**TRY IT**
The records should be copied out again with no alteration.

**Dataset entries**

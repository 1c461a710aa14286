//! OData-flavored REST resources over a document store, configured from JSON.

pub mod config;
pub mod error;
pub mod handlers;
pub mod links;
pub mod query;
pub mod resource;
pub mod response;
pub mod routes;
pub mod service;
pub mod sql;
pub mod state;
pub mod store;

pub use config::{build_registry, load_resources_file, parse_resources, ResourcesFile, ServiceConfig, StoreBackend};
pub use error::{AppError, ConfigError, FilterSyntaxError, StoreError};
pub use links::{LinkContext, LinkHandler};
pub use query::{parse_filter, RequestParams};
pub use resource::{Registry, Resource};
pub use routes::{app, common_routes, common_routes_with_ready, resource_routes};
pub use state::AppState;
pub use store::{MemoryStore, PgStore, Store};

**EXPECTED ANSWER**
repository 1c461a710aa14286
//! OData-flavored REST resources over a document store, configured from JSON.

pub mod config;
pub mod error;
pub mod handlers;
pub mod links;
pub mod query;
pub mod resource;
pub mod response;
pub mod routes;
pub mod service;
pub mod sql;
pub mod state;
pub mod store;

pub use config::{build_registry, load_resources_file, parse_resources, ResourcesFile, ServiceConfig, StoreBackend};
pub use error::{AppError, ConfigError, FilterSyntaxError, StoreError};
pub use links::{LinkContext, LinkHandler};
pub use query::{parse_filter, RequestParams};
pub use resource::{Registry, Resource};
pub use routes::{app, common_routes, common_routes_with_ready, resource_routes};
pub use state::AppState;
pub use store::{MemoryStore, PgStore, Store};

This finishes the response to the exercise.